* [Data records]
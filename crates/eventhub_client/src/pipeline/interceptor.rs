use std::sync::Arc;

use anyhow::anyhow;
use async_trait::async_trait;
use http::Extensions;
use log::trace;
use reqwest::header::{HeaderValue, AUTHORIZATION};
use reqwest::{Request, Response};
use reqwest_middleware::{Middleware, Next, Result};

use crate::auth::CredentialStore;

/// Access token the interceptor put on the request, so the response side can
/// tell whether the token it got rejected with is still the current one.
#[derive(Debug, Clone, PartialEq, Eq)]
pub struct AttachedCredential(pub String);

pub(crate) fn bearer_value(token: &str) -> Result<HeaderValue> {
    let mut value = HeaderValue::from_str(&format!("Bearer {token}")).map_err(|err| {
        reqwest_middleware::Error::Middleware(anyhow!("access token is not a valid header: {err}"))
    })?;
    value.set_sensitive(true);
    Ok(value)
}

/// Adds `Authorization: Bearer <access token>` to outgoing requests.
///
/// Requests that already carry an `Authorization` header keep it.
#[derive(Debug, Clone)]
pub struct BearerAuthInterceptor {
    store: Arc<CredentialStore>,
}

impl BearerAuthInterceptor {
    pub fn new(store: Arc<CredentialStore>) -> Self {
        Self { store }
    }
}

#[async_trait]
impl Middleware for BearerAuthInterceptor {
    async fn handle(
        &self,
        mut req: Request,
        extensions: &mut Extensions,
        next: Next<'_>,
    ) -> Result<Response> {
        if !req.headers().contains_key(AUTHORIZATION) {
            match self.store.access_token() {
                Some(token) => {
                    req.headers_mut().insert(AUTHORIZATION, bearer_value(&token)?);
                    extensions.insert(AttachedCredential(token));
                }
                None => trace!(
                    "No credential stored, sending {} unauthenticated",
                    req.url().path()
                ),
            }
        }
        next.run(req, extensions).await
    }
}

* [Problem to solve]
Locate all lines in the listing above with the word "derive". Copy them.

* [Written solution]
#[derive(Debug, Clone, PartialEq, Eq)]
#[derive(Debug, Clone)]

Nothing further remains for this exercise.